A group of young American Indian and Eskimo trainees in electronics who have prepared themselves for defense and communications jobs in their home State of Alaska under the adult vocational training program of the Bureau of Indian Affairs will visit President Kennedy at the White House at 9:45 a.m. August 2 during the course of a two-day visit to the Nation's Capital, the Department of the Interior announced today.

They will be accompanied by members of the Alaska delegation in Congress, Officials of the Interior Department, and representatives of the Radio Corporation of America, which provided the training under an agreement reached about 18 months ago.

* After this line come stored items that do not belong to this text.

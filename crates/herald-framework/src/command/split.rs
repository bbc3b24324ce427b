use crate::error::TokenizeError;
use crate::value::ArgValue;

use super::signature::ArgSpec;

/// Reads the next token from `input`.
///
/// Handles:
/// - Whitespace-separated words
/// - Double-quoted groups (`"my role"`), where `\` escapes the next character
/// - Empty quotes (`""`), which yield an empty token
///
/// An unterminated quote runs to the end of the input. Returns the token and
/// the unread rest, or `None` when only whitespace is left.
pub fn next_token(input: &str) -> Option<(String, &str)> {
    let input = input.trim_start();
    if input.is_empty() {
        return None;
    }

    let mut current = String::new();
    let mut in_quote = false;
    let mut escape_next = false;

    for (i, ch) in input.char_indices() {
        if escape_next {
            current.push(ch);
            escape_next = false;
            continue;
        }

        match ch {
            '\\' if in_quote => {
                escape_next = true;
            }
            '"' => {
                in_quote = !in_quote;
            }
            c if c.is_whitespace() && !in_quote => {
                return Some((current, &input[i..]));
            }
            _ => {
                current.push(ch);
            }
        }
    }

    Some((current, ""))
}

/// Splits `input` into every token it contains.
pub fn shell_split(input: &str) -> Vec<String> {
    let mut args = Vec::new();
    let mut rest = input;
    while let Some((token, remaining)) = next_token(rest) {
        args.push(token);
        rest = remaining;
    }
    args
}

/// Splits message text into the command word and the argument text.
///
/// The argument text keeps its original spacing. Returns `None` for blank
/// input.
pub fn split_invocation(text: &str) -> Option<(&str, &str)> {
    let text = text.trim_start();
    if text.is_empty() {
        return None;
    }
    match text.find(char::is_whitespace) {
        Some(i) => Some((&text[..i], &text[i..])),
        None => Some((text, "")),
    }
}

/// Produces exactly one value per declared argument.
///
/// A remainder argument receives the rest of the text with surrounding
/// whitespace trimmed. Missing optional arguments become
/// [`ArgValue::Absent`]; tokens beyond the declared count are ignored.
pub fn tokenize(input: &str, specs: &[ArgSpec]) -> Result<Vec<ArgValue>, TokenizeError> {
    let required = specs.iter().filter(|s| !s.optional).count();
    let mut values = Vec::with_capacity(specs.len());
    let mut rest = input;

    for spec in specs {
        let token = if spec.remainder {
            let text = std::mem::take(&mut rest).trim();
            (!text.is_empty()).then(|| text.to_string())
        } else {
            next_token(rest).map(|(token, remaining)| {
                rest = remaining;
                token
            })
        };

        match token {
            Some(token) => values.push(ArgValue::Text(token)),
            None if spec.optional => values.push(ArgValue::Absent),
            None => {
                return Err(TokenizeError::ArgumentCountMismatch {
                    expected: required,
                    got: values.len(),
                });
            }
        }
    }

    Ok(values)
}

#[cfg(test)]
mod tests {
    use super::*;

    fn text(values: &[ArgValue]) -> Vec<&str> {
        values.iter().map(|v| v.as_text().unwrap_or("<absent>")).collect()
    }

    #[test]
    fn test_shell_split_simple() {
        assert_eq!(shell_split("hello world"), vec!["hello", "world"]);
    }

    #[test]
    fn test_shell_split_quoted() {
        assert_eq!(shell_split(r#""hello world" test"#), vec!["hello world", "test"]);
    }

    #[test]
    fn test_apostrophes_are_not_quotes() {
        assert_eq!(shell_split("don't stop"), vec!["don't", "stop"]);
    }

    #[test]
    fn test_escape_inside_quotes() {
        assert_eq!(shell_split(r#""say \"hi\"" x"#), vec![r#"say "hi""#, "x"]);
    }

    #[test]
    fn test_empty_quotes_yield_empty_token() {
        assert_eq!(shell_split(r#"a "" b"#), vec!["a", "", "b"]);
    }

    #[test]
    fn test_shell_split_whitespace_only() {
        assert!(shell_split("   \t  ").is_empty());
    }

    #[test]
    fn test_split_invocation() {
        assert_eq!(split_invocation("  clear    \"my role\" now"), Some(("clear", "    \"my role\" now")));
        assert_eq!(split_invocation("ping"), Some(("ping", "")));
        assert_eq!(split_invocation("   "), None);
    }

    #[test]
    fn test_tokenize_quoted_group() {
        let specs = [ArgSpec::required("role", "Role"), ArgSpec::required("when", "String")];
        let values = tokenize(r#"    "my role" now"#, &specs).unwrap();
        assert_eq!(text(&values), vec!["my role", "now"]);
    }

    #[test]
    fn test_tokenize_too_few() {
        let specs = [ArgSpec::required("role", "Role"), ArgSpec::required("when", "String")];
        assert_eq!(
            tokenize(r#""my role""#, &specs),
            Err(TokenizeError::ArgumentCountMismatch { expected: 2, got: 1 })
        );
        assert_eq!(
            tokenize("", &specs),
            Err(TokenizeError::ArgumentCountMismatch { expected: 2, got: 0 })
        );
    }

    #[test]
    fn test_tokenize_remainder_verbatim() {
        let specs = [ArgSpec::required("user", "User"), ArgSpec::rest("reason", "String")];
        let values = tokenize(r#" bob   spamming "links"  again  "#, &specs).unwrap();
        assert_eq!(text(&values), vec!["bob", r#"spamming "links"  again"#]);
    }

    #[test]
    fn test_tokenize_optional_and_surplus() {
        let specs = [ArgSpec::required("a", "String"), ArgSpec::optional("b", "Number")];
        assert_eq!(text(&tokenize("x", &specs).unwrap()), vec!["x", "<absent>"]);
        assert_eq!(text(&tokenize("x 1 2 3", &specs).unwrap()), vec!["x", "1"]);
    }
}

The trainees making the visit represent the first contingent to complete the training under this agreement. Included in the group are five Indians and three Eskimos who finish their 18-month course at the RCA Institute in New York on August 10 and two other Eskimos who still have several months to go. All eight of the graduates will take jobs with RCA's "White Alice" communications system in Alaska. Their beginning salaries will range from $9,357 to $10,209 a year.

"Use of technically trained Indians and Eskimos to staff the installations in Alaska," Commissioner of Indian Affairs Philleo Nash pointed out, "is beneficial in two ways. It provides excellent employment opportunities for young Alaska natives immediately and over the longer pull it will undoubtedly produce a more stable work force, with a far lower rate of turn-over, than will the employment of technicians brought in from other States.

"We in the Bureau of Indian Affairs are particularly proud that the first contingent of Alaska natives to enter training have all successfully completed the course which is exceptionally difficult."

Under the contract with RCA the Bureau of Indian Affairs paid the costs of tuition and provided living expenses for the trainees as part of its adult vocational training program.

The program arranged for the trainees on August 2 includes the meeting with President Kennedy a conference with Commissioner Nash and other Bureau officials at 2:00 p.m. in the Interior Building, a reception later in the afternoon and a moonlight cruise on the Potomac in the evening.

The August 3 program will include a luncheon at the Capitol as the guests of the Alaska Congressional Delegations and a sightseeing tour.

The eight graduating trainees are:

Russell W. Attwood, 21, Tlingit Indian from Ketchikan;

Morgan Aukongak, 19, Eskimo from Nome;

Percy Ipalook, 22, Eskimo from Kotzebue;

Harry Kito, 21, Tlingit Indian from Petersburg;

Sam Kito, Jr., 24, Tlingit Indian from Petersburg;

Herman Kitka, Jr., 20, Tlingit Indian from Sitka;

Arthur H. Peterson, 22, Athapascan Indian from Fort Yukon;

Joseph Pungowiyi, 22, Eskimo from Savoonga.

The other two trainees, who will complete their courses late in 1962 or early next year, are:

Peter J. Tocktoo, 21, Eskimo from Shishmaref;

Gordon Upicksoun, 21, Eskimo from Point Lay.

The trainees will be accompanied on their Washington trip by G. F. Maedel, president of RCA Institutes, Inc.; Harold Metz, vice president of RCA educational services, and Harold Fezer, director of the RCA Institute in New York City.